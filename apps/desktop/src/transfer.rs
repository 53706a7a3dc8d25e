//! CSV import and export of cards.

use crate::db::date_utils::format_timestamp;
use crate::db::{CardRepository, DbError, SqliteRepository};
use crate::encoding::read_text;
use crate::models::{NewCard, DEFAULT_UNIT};
use review_core::Card;
use std::collections::HashMap;
use std::fs::File;
use std::io::{Read, Write};
use std::path::Path;
use thiserror::Error;

/// Column order of exported files.
pub const EXPORT_HEADERS: [&str; 12] = [
    "unit",
    "kana",
    "kanji",
    "romaji",
    "meaning",
    "created_at",
    "last_review",
    "interval",
    "repetition",
    "ef",
    "due_date",
    "id",
];

const BOM: &[u8] = "\u{feff}".as_bytes();

#[derive(Debug, Error)]
pub enum CsvError {
    #[error("IO error: {0}")]
    Io(#[from] std::io::Error),

    #[error("CSV error: {0}")]
    Csv(#[from] csv::Error),

    #[error("Database error: {0}")]
    Database(#[from] DbError),

    #[error("CSV has no kana, kanji or meaning column")]
    MissingColumns,
}

/// What to do with a row matching an existing card in the same unit.
#[derive(Debug, Clone, Copy, Default, PartialEq, Eq, clap::ValueEnum)]
pub enum DuplicatePolicy {
    #[default]
    Skip,
    /// Replace the written forms and meaning of the existing card.
    Overwrite,
    /// Insert a new card next to the existing one.
    KeepBoth,
}

#[derive(Debug, Clone, Default)]
pub struct ImportOptions {
    pub policy: DuplicatePolicy,
    /// Put every row in this unit instead of the unit column.
    pub fixed_unit: Option<String>,
}

/// Outcome of an import.
#[derive(Debug, Clone, Copy, Default, PartialEq, Eq, serde::Serialize)]
pub struct ImportReport {
    /// Rows written, either as new cards or as overwrites.
    pub imported: usize,
    pub updated: usize,
    pub created: usize,
    /// Rows that matched an existing card, whatever the policy did with them.
    pub duplicates: usize,
    /// Rows without a kana or kanji form.
    pub skipped: usize,
}

/// Map a header cell to its canonical column name.
pub fn normalize_header(header: &str) -> String {
    let key = header.trim().trim_start_matches('\u{feff}').trim().to_lowercase();
    let canonical = match key.as_str() {
        "单元" => "unit",
        "假名" | "词条" | "term" => "kana",
        "汉字" | "汉字写法" => "kanji",
        "罗马音" | "roma" => "romaji",
        "释义" | "中文" => "meaning",
        "due" => "due_date",
        other => other,
    };
    canonical.to_string()
}

/// Write cards to `writer` as CSV with a UTF-8 byte order mark.
pub fn export_cards<W: Write>(mut writer: W, cards: &[Card]) -> Result<(), CsvError> {
    writer.write_all(BOM)?;
    let mut csv_writer = csv::Writer::from_writer(writer);
    csv_writer.write_record(EXPORT_HEADERS)?;

    for card in cards {
        let memory = &card.memory;
        csv_writer.write_record([
            card.unit.clone(),
            card.kana.clone(),
            card.kanji.clone().unwrap_or_default(),
            card.romaji.clone().unwrap_or_default(),
            card.meaning.clone(),
            card.created_at.as_ref().map(format_timestamp).unwrap_or_default(),
            memory.last_reviewed_at.as_ref().map(format_timestamp).unwrap_or_default(),
            memory.interval.to_string(),
            memory.repetition.to_string(),
            memory.easiness.to_string(),
            memory.due_at.as_ref().map(format_timestamp).unwrap_or_default(),
            card.id.to_string(),
        ])?;
    }
    csv_writer.flush()?;
    Ok(())
}

pub fn export_cards_to_path(path: impl AsRef<Path>, cards: &[Card]) -> Result<(), CsvError> {
    let path = path.as_ref();
    export_cards(File::create(path)?, cards)?;
    tracing::info!(path = %path.display(), cards = cards.len(), "exported cards");
    Ok(())
}

/// One parsed import row.
#[derive(Debug, Clone, Default, PartialEq)]
struct ImportRow {
    unit: String,
    kana: String,
    kanji: String,
    romaji: String,
    meaning: String,
}

fn read_rows<R: Read>(reader: R) -> Result<Vec<ImportRow>, CsvError> {
    let text = read_text(reader)?;
    let mut reader = csv::ReaderBuilder::new()
        .has_headers(true)
        .flexible(true)
        .from_reader(text.as_bytes());

    let columns: HashMap<String, usize> = reader
        .headers()?
        .iter()
        .enumerate()
        .map(|(i, h)| (normalize_header(h), i))
        .collect();
    if !["kana", "kanji", "meaning"]
        .iter()
        .any(|c| columns.contains_key(*c))
    {
        return Err(CsvError::MissingColumns);
    }

    let mut rows = Vec::new();
    for record in reader.records() {
        let record = record?;
        let field = |name: &str| {
            columns
                .get(name)
                .and_then(|&i| record.get(i))
                .map(|s| s.trim().to_string())
                .unwrap_or_default()
        };
        rows.push(ImportRow {
            unit: field("unit"),
            kana: field("kana"),
            kanji: field("kanji"),
            romaji: field("romaji"),
            meaning: field("meaning"),
        });
    }
    Ok(rows)
}

/// Import cards from CSV. Memory state columns are ignored; imported cards
/// start fresh.
///
/// The whole file is parsed before anything is written, and the writes run
/// in one transaction, so a failed import leaves the deck untouched.
pub fn import_cards<R: Read>(
    repo: &SqliteRepository,
    reader: R,
    options: &ImportOptions,
) -> Result<ImportReport, CsvError> {
    let rows = read_rows(reader)?;
    let report = repo
        .in_transaction(|repo| write_rows(repo, rows, options))
        .inspect_err(|error| tracing::warn!(%error, "import rolled back"))?;

    tracing::info!(
        imported = report.imported,
        created = report.created,
        duplicates = report.duplicates,
        "import finished"
    );
    Ok(report)
}

fn write_rows<C: CardRepository + ?Sized>(
    repo: &C,
    rows: Vec<ImportRow>,
    options: &ImportOptions,
) -> Result<ImportReport, CsvError> {
    let fixed_unit = options
        .fixed_unit
        .as_deref()
        .map(str::trim)
        .filter(|u| !u.is_empty());
    let mut report = ImportReport::default();

    for row in rows {
        if row.kana.is_empty() && row.kanji.is_empty() && row.meaning.is_empty() {
            continue;
        }
        let term = if row.kana.is_empty() { &row.kanji } else { &row.kana };
        if term.is_empty() {
            tracing::debug!(meaning = %row.meaning, "skipping row without kana or kanji");
            report.skipped += 1;
            continue;
        }

        let unit = match fixed_unit {
            Some(unit) => unit,
            None if row.unit.is_empty() => DEFAULT_UNIT,
            None => row.unit.as_str(),
        };
        let card = NewCard::new(unit, term.as_str(), row.meaning.as_str())
            .with_kanji(row.kanji.as_str())
            .with_romaji(row.romaji.as_str());

        if let Some(existing) = repo.find_duplicate(unit, &row.kana, &row.kanji)? {
            report.duplicates += 1;
            match options.policy {
                DuplicatePolicy::Skip => continue,
                DuplicatePolicy::Overwrite => {
                    repo.update_card(existing, &card)?;
                    report.imported += 1;
                    report.updated += 1;
                    continue;
                }
                DuplicatePolicy::KeepBoth => {}
            }
        }

        repo.add_card(&card)?;
        report.imported += 1;
        report.created += 1;
    }
    Ok(report)
}

pub fn import_cards_from_path(
    repo: &SqliteRepository,
    path: impl AsRef<Path>,
    options: &ImportOptions,
) -> Result<ImportReport, CsvError> {
    import_cards(repo, File::open(path)?, options)
}
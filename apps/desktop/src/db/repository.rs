//! Repository pattern for database access.

use crate::db::date_utils::{format_timestamp, local_today, parse_timestamp};
use crate::db::error::DbError;
use crate::models::{AppSettings, NewCard, Overview, StudyStats};
use review_core::{Card, CardId, CardStore, MemoryState, ReviewEvent, ReviewScope, StoreError};
use rusqlite::{params, params_from_iter, Connection, OptionalExtension};
use std::path::Path;

type Result<T> = std::result::Result<T, DbError>;

const CARD_COLUMNS: &str =
    "id, unit, term, jp_kanji, jp_kana, meaning, created_at, last_review, interval, repetition, ef, due_date";

/// Repository for card operations.
pub trait CardRepository {
    fn get_card(&self, id: CardId) -> Result<Option<Card>>;
    fn list_cards(&self, scope: &ReviewScope) -> Result<Vec<Card>>;
    fn add_card(&self, card: &NewCard) -> Result<CardId>;
    fn update_card(&self, id: CardId, card: &NewCard) -> Result<()>;
    fn delete_card(&self, id: CardId) -> Result<()>;
    fn list_units(&self) -> Result<Vec<String>>;
    fn count_cards_in_unit(&self, unit: &str) -> Result<usize>;
    fn delete_unit(&self, unit: &str) -> Result<usize>;
    /// A card in `unit` whose term equals `kana` or whose kanji equals
    /// `kanji`. Blank arguments never match.
    fn find_duplicate(&self, unit: &str, kana: &str, kanji: &str) -> Result<Option<CardId>>;
}

/// Repository for memory state and the review log.
pub trait StateRepository {
    fn save_card_state(&self, card_id: CardId, state: &MemoryState) -> Result<()>;
    fn insert_review(&self, event: &ReviewEvent) -> Result<i64>;
    fn count_reviews(&self, card_id: Option<CardId>) -> Result<usize>;
}
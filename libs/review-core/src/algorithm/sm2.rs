//! SM-2 spaced repetition algorithm.
//!
//! Classic SuperMemo 2: a lapse restarts the schedule, passing scores walk
//! the 1 / 6 / interval x easiness progression, and easiness moves by the
//! standard quadratic adjustment in both cases.

use super::{SchedulingResult, SpacedRepetitionAlgorithm};
use crate::types::{MemoryState, Quality};
use chrono::{DateTime, Duration, Utc};

/// Highest score SM-2 understands.
const MAX_QUALITY: u8 = 5;

/// Longest interval handed out, in days.
pub const MAX_INTERVAL_DAYS: u32 = 36_500;

/// SM-2 algorithm with configurable easiness bounds.
#[derive(Debug, Clone)]
pub struct Sm2 {
    pub initial_easiness: f64,
    pub minimum_easiness: f64,
}

impl Default for Sm2 {
    fn default() -> Self {
        Self {
            initial_easiness: 2.5,
            minimum_easiness: 1.3,
        }
    }
}

impl Sm2 {
    /// Recompute `(interval, repetition, easiness)` for a raw score.
    ///
    /// Scores above 5 are treated as 5. The interval multiplier is the
    /// easiness from before this review, and the result never exceeds
    /// [`MAX_INTERVAL_DAYS`].
    pub fn recompute(&self, interval: u32, repetition: u32, easiness: f64, quality: u8) -> (u32, u32, f64) {
        let quality = quality.min(MAX_QUALITY);

        let (interval, repetition) = if quality < Quality::PASS_THRESHOLD {
            (1, 0)
        } else {
            let repetition = repetition.saturating_add(1);
            let interval = match repetition {
                1 => 1,
                2 => 6,
                _ => {
                    let next = (f64::from(interval) * easiness).round();
                    (next.min(f64::from(MAX_INTERVAL_DAYS)) as u32).max(1)
                }
            };
            (interval, repetition)
        };

        let miss = f64::from(MAX_QUALITY - quality);
        let easiness = (easiness + 0.1 - miss * (0.08 + miss * 0.02)).max(self.minimum_easiness);

        (interval, repetition, easiness)
    }
}

impl SpacedRepetitionAlgorithm for Sm2 {
    fn name(&self) -> &'static str {
        "sm2"
    }

    fn initial_state(&self) -> MemoryState {
        MemoryState {
            easiness: self.initial_easiness,
            ..MemoryState::default()
        }
    }

    fn schedule(&self, state: &MemoryState, quality: Quality, now: DateTime<Utc>) -> SchedulingResult {
        let (interval, repetition, easiness) = self.recompute(
            state.interval,
            state.repetition,
            state.easiness,
            quality.to_value(),
        );
        let next_due = now
            .checked_add_signed(Duration::days(i64::from(interval)))
            .unwrap_or(DateTime::<Utc>::MAX_UTC);

        SchedulingResult {
            new_state: MemoryState {
                interval,
                repetition,
                easiness,
                last_reviewed_at: Some(now),
                due_at: Some(next_due),
            },
            next_due,
        }
    }
}

#[cfg(test)]
mod tests {
    use super::*;
    use pretty_assertions::assert_eq;

    fn now() -> DateTime<Utc> {
        Utc::now()
    }

    fn close(a: f64, b: f64) -> bool {
        (a - b).abs() < 1e-9
    }

    #[test]
    fn progression_one_six_fifteen() {
        let sm2 = Sm2::default();
        let (interval, repetition, _) = sm2.recompute(0, 0, 2.5, 4);
        assert_eq!((interval, repetition), (1, 1));
        let (interval, repetition, _) = sm2.recompute(1, 1, 2.5, 4);
        assert_eq!((interval, repetition), (6, 2));
        let (interval, repetition, easiness) = sm2.recompute(6, 2, 2.5, 4);
        assert_eq!((interval, repetition), (15, 3));
        assert!(close(easiness, 2.5));
    }

    #[test]
    fn lapse_restarts_schedule() {
        let sm2 = Sm2::default();
        for (interval, repetition, easiness) in [(0, 0, 2.5), (15, 3, 2.5), (40, 7, 1.9), (3, 1, 1.3)] {
            let (new_interval, new_repetition, new_easiness) =
                sm2.recompute(interval, repetition, easiness, 1);
            assert_eq!((new_interval, new_repetition), (1, 0));
            assert!(close(new_easiness, (easiness - 0.54).max(1.3)));
        }
    }

    #[test]
    fn easiness_never_below_floor() {
        let sm2 = Sm2::default();
        for quality in [0, 1, 2, 3, 4, 5] {
            let (_, _, easiness) = sm2.recompute(10, 4, 1.3, quality);
            assert!(easiness >= 1.3, "quality {quality} gave {easiness}");
        }
    }

    #[test]
    fn easiness_adjustments() {
        let sm2 = Sm2::default();
        assert!(close(sm2.recompute(1, 1, 2.5, 5).2, 2.6));
        assert!(close(sm2.recompute(1, 1, 2.5, 4).2, 2.5));
        assert!(close(sm2.recompute(1, 1, 2.5, 3).2, 2.36));
    }

    #[test]
    fn interval_uses_easiness_before_update() {
        let sm2 = Sm2::default();
        // 10 * 2.5 = 25 even though easiness rises to 2.6.
        let (interval, _, easiness) = sm2.recompute(10, 3, 2.5, 5);
        assert_eq!(interval, 25);
        assert!(close(easiness, 2.6));
    }

    #[test]
    fn scores_above_five_are_clamped() {
        let sm2 = Sm2::default();
        assert_eq!(sm2.recompute(6, 2, 2.5, 9), sm2.recompute(6, 2, 2.5, 5));
    }

    #[test]
    fn interval_is_capped() {
        let sm2 = Sm2::default();
        let (interval, _, _) = sm2.recompute(30_000, 9, 2.5, 5);
        assert_eq!(interval, MAX_INTERVAL_DAYS);
        let (interval, _, _) = sm2.recompute(u32::MAX, 9, 2.5, 5);
        assert_eq!(interval, MAX_INTERVAL_DAYS);
        let (_, repetition, _) = sm2.recompute(6, u32::MAX, 2.5, 4);
        assert_eq!(repetition, u32::MAX);
    }

    #[test]
    fn long_run_of_easy_ratings_stays_scheduled() {
        let sm2 = Sm2::default();
        let at = now();
        let mut state = sm2.initial_state();
        for _ in 0..50 {
            let result = sm2.schedule(&state, Quality::Easy, at);
            assert!(result.next_due > at);
            state = result.new_state;
        }
        assert_eq!(state.interval, MAX_INTERVAL_DAYS);
        assert_eq!(state.repetition, 50);
        assert_eq!(state.due_at, Some(at + Duration::days(i64::from(MAX_INTERVAL_DAYS))));
    }

    #[test]
    fn due_date_saturates_near_the_end_of_time() {
        let sm2 = Sm2::default();
        let result = sm2.schedule(&sm2.initial_state(), Quality::Good, DateTime::<Utc>::MAX_UTC);
        assert_eq!(result.next_due, DateTime::<Utc>::MAX_UTC);
    }

    #[test]
    fn schedule_stamps_review_and_due_dates() {
        let sm2 = Sm2::default();
        let at = now();
        let state = MemoryState {
            interval: 6,
            repetition: 2,
            ..sm2.initial_state()
        };
        let result = sm2.schedule(&state, Quality::Good, at);
        assert_eq!(result.new_state.interval, 15);
        assert_eq!(result.new_state.last_reviewed_at, Some(at));
        assert_eq!(result.next_due, at + Duration::days(15));
        assert_eq!(result.new_state.due_at, Some(result.next_due));
    }
}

## Task details
From the listing above, return each line with the word "crate".

## Solved exercise
use crate::db::date_utils::format_timestamp;
use crate::db::{CardRepository, DbError, SqliteRepository};
use crate::encoding::read_text;
use crate::models::{NewCard, DEFAULT_UNIT};
use crate::db::date_utils::{format_timestamp, local_today, parse_timestamp};
use crate::db::error::DbError;
use crate::models::{AppSettings, NewCard, Overview, StudyStats};
use crate::types::{MemoryState, Quality};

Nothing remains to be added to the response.